Tegelijk zie je hoe haar focus verschuift: van puur gezien willen worden naar de vraag wat heeft zin? en wat draagt bij? – ook breder maatschappelijk:
“Het gaat over de bezieling waarmee je iets doet. Als het fysiek kan en je blijft luciditeit hebben, dan denk ik dat de sky is the limit. Het is hoe dat het tussen je oren werkt.”
En over haar werk en de wereld:
“Je hoopt dat je, wie of wat het ook zijn, geconnecteerd bent met fijne mensen, dat dat blijft. Dat je dingen doet waar je blij van wordt, die in het beste geval ook iets kunnen betekenen.”

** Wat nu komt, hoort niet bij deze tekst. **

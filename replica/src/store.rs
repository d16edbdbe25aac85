//! Versioned key-value store with read-set certification
//!
//! One [`ReplicaStore`] owns a partition's map and its commit counter. Both
//! live behind a single mutex: a certification round (validate + apply) and
//! a point read never interleave.
//!
//! # Invariants
//!
//! - An item's version equals the commit counter of the last committed
//!   transaction that wrote it (0 if never written)
//! - The commit counter grows by exactly one per committed transaction
//! - All writes of one committed transaction share one version

use occ_protocol::{CommitDecision, CommitRequest, ItemKey, ReadEntry, Version, VersionedValue};
use parking_lot::Mutex;
use std::collections::{BTreeMap, HashMap};
use tracing::debug;

/// Result of certifying one commit request
#[derive(Debug, Clone, PartialEq, Eq)]
pub enum Certification {
    /// Read-set was current; writes applied at `version`
    Committed {
        /// Commit timestamp given to every written item
        version: Version,
    },
    /// A read-set entry was overwritten since it was read
    Stale {
        /// First stale item found
        item: ItemKey,
        /// Version the client read
        read_version: Version,
        /// Version currently stored
        current_version: Version,
    },
}

impl Certification {
    /// True if the transaction committed
    pub fn is_committed(&self) -> bool {
        matches!(self, Certification::Committed { .. })
    }
}

#[derive(Debug, Default)]
struct State {
    db: HashMap<ItemKey, VersionedValue>,
    commit_counter: Version,
}

impl State {
    fn version_of(&self, item: &ItemKey) -> Version {
        self.db.get(item).map(|vv| vv.version).unwrap_or(0)
    }

    fn find_stale<'a>(&self, rs: &'a [ReadEntry]) -> Option<(&'a ReadEntry, Version)> {
        rs.iter().find_map(|entry| {
            let current = self.version_of(&entry.item);
            (current > entry.version).then_some((entry, current))
        })
    }
}

/// A replica's versioned map and commit counter
#[derive(Debug, Default)]
pub struct ReplicaStore {
    state: Mutex<State>,
}

impl ReplicaStore {
    /// Create an empty store
    pub fn new() -> Self {
        Self::default()
    }

    /// Create a store with items pre-populated at version 0
    pub fn with_seed<I, K, V>(seed: I) -> Self
    where
        I: IntoIterator<Item = (K, V)>,
        K: Into<ItemKey>,
        V: Into<Vec<u8>>,
    {
        let db = seed
            .into_iter()
            .map(|(item, value)| {
                (
                    item.into(),
                    VersionedValue {
                        value: value.into(),
                        version: 0,
                    },
                )
            })
            .collect();

        Self {
            state: Mutex::new(State {
                db,
                commit_counter: 0,
            }),
        }
    }

    /// Current value and version of `item` (empty at version 0 if never written)
    pub fn read(&self, item: &ItemKey) -> VersionedValue {
        self.state.lock().db.get(item).cloned().unwrap_or_default()
    }

    /// Certify `request` and, if its read-set is current, apply its write-set
    pub fn certify(&self, request: &CommitRequest) -> CommitDecision {
        let outcome = self.certify_detailed(request);
        CommitDecision::for_request(request, outcome.is_committed())
    }

    /// Same as [`certify`](Self::certify) but reports why
    pub fn certify_detailed(&self, request: &CommitRequest) -> Certification {
        let mut state = self.state.lock();

        if let Some((entry, current_version)) = state.find_stale(&request.rs) {
            debug!(
                "tid={} stale read of {}: read v{}, current v{}",
                request.tid, entry.item, entry.version, current_version
            );
            return Certification::Stale {
                item: entry.item.clone(),
                read_version: entry.version,
                current_version,
            };
        }

        state.commit_counter += 1;
        let version = state.commit_counter;

        for write in &request.ws {
            state.db.insert(
                write.item.clone(),
                VersionedValue {
                    value: write.value.clone(),
                    version,
                },
            );
            debug!("tid={} applied {}=v{}", request.tid, write.item, version);
        }

        Certification::Committed { version }
    }

    /// Number of transactions committed so far
    pub fn commit_counter(&self) -> Version {
        self.state.lock().commit_counter
    }

    /// Copy of every stored item, ordered by key
    pub fn snapshot(&self) -> BTreeMap<ItemKey, VersionedValue> {
        self.state
            .lock()
            .db
            .iter()
            .map(|(item, vv)| (item.clone(), vv.clone()))
            .collect()
    }
}
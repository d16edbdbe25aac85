//! Bounded connection server
//!
//! Accepts connections, decodes one [`Request`] per connection, hands it to a
//! [`ConnectionHandler`] and writes back the reply, if any.
//!
//! # Architecture
//!
//! ```text
//!   TcpListener::accept()
//!          │  (waits for a permit: at most `max_connections` in flight)
//!          ▼
//!   ┌──────────────────────────────┐
//!   │ per-connection task          │
//!   │  read_frame → handle → write │
//!   └──────────────────────────────┘
//!          │
//!          ▼
//!   connection closed
//! ```
//!
//! Shutdown stops the accept loop and waits for in-flight connections.

use crate::codec::{read_frame, write_frame};
use crate::config::TransportConfig;
use crate::message::{Reply, Request};
use crate::{Error, Result};
use async_trait::async_trait;
use std::io;
use std::net::SocketAddr;
use std::sync::Arc;
use tokio::io::BufReader;
use tokio::net::tcp::OwnedReadHalf;
use tokio::net::{TcpListener, TcpStream};
use tokio::sync::{watch, OwnedSemaphorePermit, Semaphore};
use tokio::task::{JoinHandle, JoinSet};
use tracing::{debug, error, info, warn};

/// Processes one decoded request
#[async_trait]
pub trait ConnectionHandler: Send + Sync + 'static {
    /// Produce the reply for `request`; `None` closes the connection silently
    async fn handle(&self, request: Request) -> Option<Reply>;
}

/// Running server
#[derive(Debug)]
pub struct ServerHandle {
    local_addr: SocketAddr,
    shutdown_tx: watch::Sender<bool>,
    task: JoinHandle<()>,
}

impl ServerHandle {
    /// Address the listener is bound to
    pub fn local_addr(&self) -> SocketAddr {
        self.local_addr
    }

    /// Stop accepting and wait for in-flight connections
    pub async fn shutdown(self) -> Result<()> {
        let _ = self.shutdown_tx.send(true);
        self.task
            .await
            .map_err(|e| Error::Transport(format!("server task failed: {}", e)))
    }
}

/// Bind `addr` and serve `handler` in a background task.
///
/// Dropping the returned handle also stops the accept loop.
pub async fn spawn<H: ConnectionHandler>(
    addr: &str,
    handler: Arc<H>,
    config: TransportConfig,
) -> Result<ServerHandle> {
    config.validate()?;

    let listener = TcpListener::bind(addr)
        .await
        .map_err(|e| Error::Transport(format!("bind {} failed: {}", addr, e)))?;
    let local_addr = listener.local_addr()?;
    info!("Listening on {}", local_addr);

    let (shutdown_tx, shutdown_rx) = watch::channel(false);
    let task = tokio::spawn(serve(listener, handler, config, shutdown_rx));

    Ok(ServerHandle {
        local_addr,
        shutdown_tx,
        task,
    })
}

/// Accept loop; returns once `shutdown` flips or its sender is dropped
pub async fn serve<H: ConnectionHandler>(
    listener: TcpListener,
    handler: Arc<H>,
    config: TransportConfig,
    mut shutdown: watch::Receiver<bool>,
) {
    let permits = Arc::new(Semaphore::new(config.max_connections));
    let mut connections = JoinSet::new();
    let connection_shutdown = shutdown.clone();

    loop {
        tokio::select! {
            _ = shutdown.changed() => break,

            Some(joined) = connections.join_next() => {
                if let Err(e) = joined {
                    error!("Connection task panicked: {}", e);
                }
            }

            accepted = accept_with_permit(&listener, &permits) => {
                match accepted {
                    Ok((stream, peer, permit)) => {
                        let handler = handler.clone();
                        let config = config.clone();
                        let shutdown = connection_shutdown.clone();
                        connections.spawn(async move {
                            handle_connection(stream, peer, handler.as_ref(), &config, shutdown).await;
                            drop(permit);
                        });
                    }
                    Err(e) => error!("Accept failed: {}", e),
                }
            }
        }
    }

    drop(listener);
    debug!("Waiting for {} in-flight connections", connections.len());
    while let Some(joined) = connections.join_next().await {
        if let Err(e) = joined {
            error!("Connection task panicked: {}", e);
        }
    }
    info!("Server stopped");
}

async fn accept_with_permit(
    listener: &TcpListener,
    permits: &Arc<Semaphore>,
) -> io::Result<(TcpStream, SocketAddr, OwnedSemaphorePermit)> {
    let permit = permits
        .clone()
        .acquire_owned()
        .await
        .map_err(|_| io::Error::new(io::ErrorKind::Other, "connection limiter closed"))?;
    let (stream, peer) = listener.accept().await?;
    Ok((stream, peer, permit))
}

/// Resolves once shutdown is requested or the server handle is gone
async fn stopped(shutdown: &mut watch::Receiver<bool>) {
    loop {
        if *shutdown.borrow_and_update() {
            return;
        }
        if shutdown.changed().await.is_err() {
            return;
        }
    }
}

async fn read_request(
    reader: &mut BufReader<OwnedReadHalf>,
    config: &TransportConfig,
) -> Result<Request> {
    let frame = read_frame(reader, config.max_frame_bytes);
    match config.frame_timeout() {
        Some(limit) => tokio::time::timeout(limit, frame)
            .await
            .map_err(|_| Error::Timeout(format!("no request within {:?}", limit)))?,
        None => frame.await,
    }
}

async fn handle_connection<H: ConnectionHandler>(
    stream: TcpStream,
    peer: SocketAddr,
    handler: &H,
    config: &TransportConfig,
    mut shutdown: watch::Receiver<bool>,
) {
    let (read_half, mut write_half) = stream.into_split();
    let mut reader = BufReader::new(read_half);

    // Only connections that already delivered a request are drained on shutdown
    let request = tokio::select! {
        read = read_request(&mut reader, config) => match read {
            Ok(request) => request,
            Err(e) => {
                warn!("Dropping connection from {}: {}", peer, e);
                return;
            }
        },
        _ = stopped(&mut shutdown) => {
            debug!("Closing idle connection from {} on shutdown", peer);
            return;
        }
    };

    debug!("{} request from {}", request.kind(), peer);

    let Some(reply) = handler.handle(request).await else {
        debug!("No reply for {}, closing", peer);
        return;
    };

    if let Err(e) = write_frame(&mut write_half, &reply).await {
        warn!("Failed to write {} reply to {}: {}", reply.kind(), peer, e);
    }
}
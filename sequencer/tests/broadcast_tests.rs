//! Sequencer against real replicas over TCP
//!
//! - FIFO: decisions come back for the request each client sent
//! - Aggregation: an unreachable replica aborts the round
//! - Divergence: reachable replicas keep writes from an aborted round
//! - Reads sent to the sequencer are not answered

use occ_protocol::{
    transport, CommitRequest, ReadRequest, Request, TransportConfig, WriteEntry,
};
use replica::{Config as ReplicaConfig, Replica};
use sequencer::{Config, Sequencer};
use tokio::net::TcpListener;

async fn start_replica() -> Replica {
    Replica::start(ReplicaConfig::listening_on("127.0.0.1:0").with_seed("x", "init"))
        .await
        .unwrap()
}

/// Address with nothing listening on it
async fn dead_addr() -> String {
    let listener = TcpListener::bind("127.0.0.1:0").await.unwrap();
    let addr = listener.local_addr().unwrap().to_string();
    drop(listener);
    addr
}

fn write_request(cid: &str, tid: &str, item: &str, value: &str) -> CommitRequest {
    CommitRequest {
        cid: cid.into(),
        tid: tid.into(),
        rs: vec![],
        ws: vec![WriteEntry {
            item: item.into(),
            value: value.as_bytes().to_vec(),
        }],
    }
}

#[tokio::test]
async fn test_sequencer_fifo_decisions() {
    let r1 = start_replica().await;
    let sequencer = Sequencer::start(Config::new(
        "127.0.0.1:0",
        vec![r1.local_addr().to_string()],
    ))
    .await
    .unwrap();
    let addr = sequencer.local_addr().to_string();
    let config = TransportConfig::default();

    let first = {
        let (addr, config) = (addr.clone(), config.clone());
        tokio::spawn(async move {
            transport::commit(&addr, write_request("1", "t1", "x", "a"), &config).await
        })
    };
    let second = {
        let (addr, config) = (addr.clone(), config.clone());
        tokio::spawn(async move {
            transport::commit(&addr, write_request("2", "t2", "x", "b"), &config).await
        })
    };

    let d1 = first.await.unwrap().unwrap();
    let d2 = second.await.unwrap().unwrap();
    assert_eq!((d1.cid.as_str(), d1.tid.as_str()), ("1", "t1"));
    assert_eq!((d2.cid.as_str(), d2.tid.as_str()), ("2", "t2"));
    assert!(d1.commit && d2.commit);

    // Two blind writes, two versions
    assert_eq!(r1.store().read(&"x".into()).version, 2);
    assert_eq!(sequencer.metrics().rounds_total.get(), 2);

    sequencer.shutdown().await.unwrap();
    r1.shutdown().await.unwrap();
}

#[tokio::test]
async fn test_unreachable_replica_aborts_but_others_apply() {
    let r1 = start_replica().await;
    let missing = dead_addr().await;
    let sequencer = Sequencer::start(Config::new(
        "127.0.0.1:0",
        vec![r1.local_addr().to_string(), missing],
    ))
    .await
    .unwrap();
    let addr = sequencer.local_addr().to_string();

    let decision = transport::commit(
        &addr,
        write_request("c1", "t1", "x", "v1"),
        &TransportConfig::default(),
    )
    .await
    .unwrap();

    assert!(!decision.commit);
    assert_eq!(sequencer.metrics().unreachable_votes_total.get(), 1);

    // r1 applied the write anyway; nothing rolls it back
    let stored = r1.store().read(&"x".into());
    assert_eq!(stored.value, b"v1");
    assert_eq!(stored.version, 1);

    // The sequencer keeps serving
    let next = transport::commit(
        &addr,
        write_request("c2", "t2", "y", "v2"),
        &TransportConfig::default(),
    )
    .await
    .unwrap();
    assert!(!next.commit);
    assert_eq!(sequencer.metrics().rounds_total.get(), 2);

    sequencer.shutdown().await.unwrap();
    r1.shutdown().await.unwrap();
}

#[tokio::test]
async fn test_stale_commit_aborts_everywhere() {
    let r1 = start_replica().await;
    let r2 = start_replica().await;
    let sequencer = Sequencer::start(Config::new(
        "127.0.0.1:0",
        vec![r1.local_addr().to_string(), r2.local_addr().to_string()],
    ))
    .await
    .unwrap();
    let addr = sequencer.local_addr().to_string();
    let config = TransportConfig::default();

    let winner = transport::commit(&addr, write_request("c2", "t2", "x", "v1"), &config)
        .await
        .unwrap();
    assert!(winner.commit);

    let mut loser = write_request("c1", "t1", "x", "late");
    loser.rs = vec![occ_protocol::ReadEntry {
        item: "x".into(),
        value: b"init".to_vec(),
        version: 0,
    }];
    let decision = transport::commit(&addr, loser, &config).await.unwrap();
    assert!(!decision.commit);

    for replica in [&r1, &r2] {
        let stored = replica.store().read(&"x".into());
        assert_eq!(stored.value, b"v1");
        assert_eq!(stored.version, 1);
    }

    sequencer.shutdown().await.unwrap();
    r1.shutdown().await.unwrap();
    r2.shutdown().await.unwrap();
}

#[tokio::test]
async fn test_read_sent_to_sequencer_gets_no_reply() {
    let r1 = start_replica().await;
    let sequencer = Sequencer::start(Config::new(
        "127.0.0.1:0",
        vec![r1.local_addr().to_string()],
    ))
    .await
    .unwrap();
    let addr = sequencer.local_addr().to_string();

    let result = transport::request(
        &addr,
        &Request::Read(ReadRequest {
            cid: "c1".into(),
            item: "x".into(),
        }),
        &TransportConfig::default(),
    )
    .await;

    // Connection closed without a frame
    assert!(matches!(result, Err(occ_protocol::Error::Malformed(_))));

    sequencer.shutdown().await.unwrap();
    r1.shutdown().await.unwrap();
}
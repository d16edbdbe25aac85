//! Replica server binary

use anyhow::Context;
use replica::{Config, Replica};
use tracing::{error, info};
use tracing_subscriber::{fmt, prelude::*, EnvFilter};

#[tokio::main]
async fn main() -> anyhow::Result<()> {
    // Initialize tracing
    tracing_subscriber::registry()
        .with(fmt::layer())
        .with(EnvFilter::try_from_default_env().unwrap_or_else(|_| EnvFilter::new("info")))
        .init();

    info!("Starting OCC replica");

    // Load configuration
    let config = if let Ok(config_path) = std::env::var("OCC_REPLICA_CONFIG") {
        info!("Loading config from: {}", config_path);
        Config::from_file(&config_path).context("loading replica config")?
    } else {
        info!("Loading config from environment variables");
        Config::from_env().context("reading replica environment")?
    };

    let replica = Replica::start(config).await?;
    info!("Replica listening on {}", replica.local_addr());

    // Wait for shutdown signal
    match tokio::signal::ctrl_c().await {
        Ok(()) => info!("Received shutdown signal"),
        Err(err) => error!("Unable to listen for shutdown signal: {}", err),
    }

    replica.shutdown().await?;
    info!("Replica stopped");
    Ok(())
}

Voor mij is dit een zacht maar stevig kantelpunt:
van leven als podium (“zie mij”),
naar leven als praktijk (“laat wat ik doe iets betekenen, hoe klein ook”).
En dat terwijl ze tegelijk heel eerlijk is over de onrust en de zorgen over de wereld. Hoop en angst bestaan naast elkaar.
Reflectievragen voor jou
Als je naar je leven nu kijkt: waar doe je dingen vooral vanuit “zie mij” – en waar voel je echt “dit klopt, dit is bezield”?
Welke kleine dagelijkse “bijsturing” zou je kunnen doen, zodat je net iets dichter komt bij wat voor jou echt betekenisvol aanvoelt?
Hoe wil jij oud worden, vanbinnen? Als je 20 jaar vooruit zou spoelen: welke kwaliteit in jezelf hoop je dan vooral te hebben gevoed?
En misschien de belangrijkste: waar kun jij vandaag, in deze fase, mild zijn voor jezelf omdat je nog volop aan het oefenen bent?
Ik rond af, maar eigenlijk voelt het gesprek met Tine meer als een uitnodiging dan als een conclusie.
Een uitnodiging om te zien dat kantelpunten niet altijd grote drama’s zijn.
Soms zijn het:
een huis op de buiten
een vriendschap die je zacht loslaat
een zin die blijft hangen: “wat je voedt, word je”
of het besef: ik mag ouder worden en tegelijk nieuwsgierig blijven
Misschien kan je de komende dagen één moment kiezen waarop je jezelf die vraag stelt:
“Wat ben ik nu, vandaag, aan het voeden?”
En kijken of dát misschien al een klein kantelpuntje in zich draagt.